Bob Mills Canadian Alliance Red Deer, AB

Mr. Speaker, the single biggest flaw in the bill is that the species at risk legislation will never be effective. It will be a failure because it fails to deal with the issue of compensation for landowners who will suffer economic losses as a result of the implementation of measures to protect species at risk and their habitat.

Compensation. The word sounds so grasping, so selfish, so un-Canadian. Why would people expect to get paid for obeying the law? Why should property owners not be willing simply to absorb the cost themselves in the service of a greater social good?

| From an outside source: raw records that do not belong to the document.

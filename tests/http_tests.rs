//! End-to-end tests through the router with bearer tokens

mod common;

#[cfg(test)]
mod tests {
    use super::common::World;
    use axum::{
        body::{to_bytes, Body},
        http::{header, Request, StatusCode},
        Router,
    };
    use hmac::{Hmac, Mac};
    use serde_json::{json, Value};
    use sha2::Sha512;
    use tower::ServiceExt;

    use hsf_backend::auth::{issue_token, Role, TokenVerifier};
    use hsf_backend::models::Actor;
    use hsf_backend::payments::SIGNATURE_HEADER;
    use hsf_backend::routes;
    use hsf_backend::state::AppState;

    const JWT_SECRET: &str = "test-secret";
    const WEBHOOK_SECRET: &str = "whsec-test";

    fn router(world: &World, webhook_secret: Option<&str>) -> Router {
        let state = AppState::new(
            world.services.clone(),
            TokenVerifier::new(JWT_SECRET),
            webhook_secret.map(str::to_string),
            None,
        );
        routes::app(state)
    }

    fn bearer(actor: &Actor, role: Role) -> String {
        format!("Bearer {}", issue_token(actor, role, JWT_SECRET, 3600).unwrap())
    }

    async fn call(app: &Router, request: Request<Body>) -> (StatusCode, Value) {
        let response = app.clone().oneshot(request).await.unwrap();
        let status = response.status();
        let bytes = to_bytes(response.into_body(), usize::MAX).await.unwrap();
        let body = serde_json::from_slice(&bytes).unwrap_or(Value::Null);
        (status, body)
    }

    fn post_json(uri: &str, token: &str, body: Value) -> Request<Body> {
        Request::builder()
            .method("POST")
            .uri(uri)
            .header(header::AUTHORIZATION, token)
            .header(header::CONTENT_TYPE, "application/json")
            .body(Body::from(body.to_string()))
            .unwrap()
    }

    fn get(uri: &str, token: &str) -> Request<Body> {
        Request::builder()
            .uri(uri)
            .header(header::AUTHORIZATION, token)
            .body(Body::empty())
            .unwrap()
    }

    #[tokio::test]
    async fn test_health_reports_in_memory_store() {
        let world = World::new().await;
        let app = router(&world, None);

        let request = Request::builder().uri("/health").body(Body::empty()).unwrap();
        let response = app.clone().oneshot(request).await.unwrap();
        assert_eq!(response.status(), StatusCode::OK);
        assert_eq!(
            response.headers().get("x-content-type-options").unwrap(),
            "nosniff"
        );
        assert!(response.headers().contains_key("x-request-id"));

        let bytes = to_bytes(response.into_body(), usize::MAX).await.unwrap();
        let body: Value = serde_json::from_slice(&bytes).unwrap();
        assert_eq!(body["status"], "healthy");
        assert_eq!(body["database"], "in-memory");
    }

    #[tokio::test]
    async fn test_protected_routes_require_a_token() {
        let world = World::new().await;
        let app = router(&world, None);

        let (status, body) = call(
            &app,
            Request::builder()
                .uri("/api/applications")
                .body(Body::empty())
                .unwrap(),
        )
        .await;
        assert_eq!(status, StatusCode::UNAUTHORIZED);
        assert_eq!(body["error"]["code"], "UNAUTHORIZED");

        let forged = issue_token(&world.buyer, Role::Buyer, "other-secret", 3600).unwrap();
        let (status, _) = call(&app, get("/api/applications", &format!("Bearer {}", forged))).await;
        assert_eq!(status, StatusCode::UNAUTHORIZED);
    }

    #[tokio::test]
    async fn test_offer_letter_flow_over_http() {
        let world = World::new().await;
        let app = router(&world, None);
        let buyer = bearer(&world.buyer, Role::Buyer);
        let developer = bearer(&world.developer, Role::Developer);
        let hsf = bearer(&world.hsf, Role::Admin);

        let (status, body) = call(
            &app,
            post_json(
                "/api/applications",
                &buyer,
                json!({"property_id": world.property.id, "financing_type": "outright"}),
            ),
        )
        .await;
        assert_eq!(status, StatusCode::CREATED);
        assert_eq!(body["success"], true);
        let app_id = body["data"]["id"].as_str().unwrap().to_string();

        let offer_uri = format!("/api/applications/{}/offer-letter", app_id);
        let (status, body) = call(&app, post_json(&offer_uri, &buyer, json!({}))).await;
        assert_eq!(status, StatusCode::CREATED);
        let approval_id = body["data"]["approval"]["id"].as_str().unwrap().to_string();

        let (status, body) = call(&app, post_json(&offer_uri, &buyer, json!({}))).await;
        assert_eq!(status, StatusCode::CONFLICT);
        assert_eq!(body["error"]["code"], "CONFLICT");

        let (status, body) = call(&app, get("/api/review-approvals/pending", &developer)).await;
        assert_eq!(status, StatusCode::OK);
        assert_eq!(body["data"].as_array().unwrap().len(), 1);

        let resolve_uri = format!("/api/review-approvals/{}/resolve", approval_id);
        let (status, _) = call(
            &app,
            post_json(&resolve_uri, &hsf, json!({"decision": "approve"})),
        )
        .await;
        assert_eq!(status, StatusCode::FORBIDDEN);

        let (status, body) = call(
            &app,
            post_json(&resolve_uri, &developer, json!({"decision": "approve"})),
        )
        .await;
        assert_eq!(status, StatusCode::OK);
        let next_id = body["data"]["next"]["id"].as_str().unwrap().to_string();

        let (status, body) = call(
            &app,
            post_json(
                &format!("/api/review-approvals/{}/resolve", next_id),
                &hsf,
                json!({"decision": "approve"}),
            ),
        )
        .await;
        assert_eq!(status, StatusCode::OK);
        assert_eq!(body["data"]["terminal"], "approved");

        let (status, body) = call(&app, get(&format!("/api/applications/{}", app_id), &buyer)).await;
        assert_eq!(status, StatusCode::OK);
        assert_eq!(body["data"]["application"]["status"], "processing");

        let (status, body) = call(
            &app,
            get(&format!("/api/applications/{}/stages", app_id), &buyer),
        )
        .await;
        assert_eq!(status, StatusCode::OK);
        assert_eq!(body["data"].as_array().unwrap().len(), 2);
    }

    #[tokio::test]
    async fn test_unknown_application_is_not_found() {
        let world = World::new().await;
        let app = router(&world, None);
        let buyer = bearer(&world.buyer, Role::Buyer);

        let (status, body) = call(
            &app,
            get(&format!("/api/applications/{}", uuid::Uuid::new_v4()), &buyer),
        )
        .await;
        assert_eq!(status, StatusCode::NOT_FOUND);
        assert_eq!(body["error"]["code"], "NOT_FOUND");
    }

    fn signed(body: &str, secret: &str) -> Request<Body> {
        let mut mac = Hmac::<Sha512>::new_from_slice(secret.as_bytes()).unwrap();
        mac.update(body.as_bytes());
        let signature = hex::encode(mac.finalize().into_bytes());

        Request::builder()
            .method("POST")
            .uri("/api/webhooks/payments")
            .header(header::CONTENT_TYPE, "application/json")
            .header(SIGNATURE_HEADER, signature)
            .body(Body::from(body.to_string()))
            .unwrap()
    }

    #[tokio::test]
    async fn test_payment_webhook_checks_signature() {
        let world = World::new().await;
        let body = json!({
            "event": "transfer.failed",
            "data": {"reference": "t-9", "amount": "10"}
        })
        .to_string();

        let closed = router(&world, None);
        let (status, _) = call(&closed, signed(&body, WEBHOOK_SECRET)).await;
        assert_eq!(status, StatusCode::UNAUTHORIZED);

        let app = router(&world, Some(WEBHOOK_SECRET));
        let (status, _) = call(&app, signed(&body, "wrong-secret")).await;
        assert_eq!(status, StatusCode::UNAUTHORIZED);

        let (status, response) = call(&app, signed(&body, WEBHOOK_SECRET)).await;
        assert_eq!(status, StatusCode::OK);
        assert_eq!(response["data"], "ignored");
    }

    #[tokio::test]
    async fn test_payment_webhook_records_due_diligence() {
        let world = World::new().await;
        let (app_record, dip) = world.mortgage_with_dip().await;
        world
            .services
            .dips
            .lender_respond(&world.lender, dip.id, true)
            .await
            .unwrap();
        world
            .services
            .dips
            .user_respond(&world.buyer, dip.id, true)
            .await
            .unwrap();

        let app = router(&world, Some(WEBHOOK_SECRET));
        let body = json!({
            "event": "charge.success",
            "data": {
                "reference": "dd-9",
                "amount": "50000",
                "metadata": {"application_id": app_record.id, "paymentType": "dueDiligence"}
            }
        })
        .to_string();

        let (status, response) = call(&app, signed(&body, WEBHOOK_SECRET)).await;
        assert_eq!(status, StatusCode::OK);
        assert_eq!(response["data"], "due_diligence_recorded");

        let buyer = bearer(&world.buyer, Role::Buyer);
        let (status, response) = call(&app, get(&format!("/api/dips/{}", dip.id), &buyer)).await;
        assert_eq!(status, StatusCode::OK);
        assert_eq!(response["data"]["status"], "documents_pending");
    }

    #[tokio::test]
    async fn test_dip_responses_over_http() {
        let world = World::new().await;
        let (_app_record, dip) = world.mortgage_with_dip().await;
        let app = router(&world, None);
        let lender = bearer(&world.lender, Role::Lender);

        let uri = format!("/api/dips/{}/lender-response", dip.id);
        let (status, body) = call(&app, post_json(&uri, &lender, json!({"accept": true}))).await;
        assert_eq!(status, StatusCode::OK);
        assert_eq!(body["data"]["status"], "awaiting_user_action");

        let (status, _) = call(&app, post_json(&uri, &lender, json!({"accept": true}))).await;
        assert_eq!(status, StatusCode::CONFLICT);
    }
}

When people's livelihoods are at stake, they have a different view of things. Maybe a farmer will have to leave sections of land untouched for a number of years, or adopt farming practices to accommodate nesting birds. Maybe areas of the forest will be off limits during migration.

There are lots of ways property owners and resource users will be affected, some temporary, some permanent. In many cases they will face costs, lost income from not being able to use their land, or perhaps actual costs incurred to protect habitat or provide for individuals of an endangered species.

It is completely incorrect to think that farmers, for example, are just sitting there waiting for the government to put compensation into the bill so they can sell their land. Some members seem to imply this. The government seems to think that every farmer just wants to get rid of his land and that they will react that way to this legislation. Anyone listening to the minister talk about compensation would think that he believes that.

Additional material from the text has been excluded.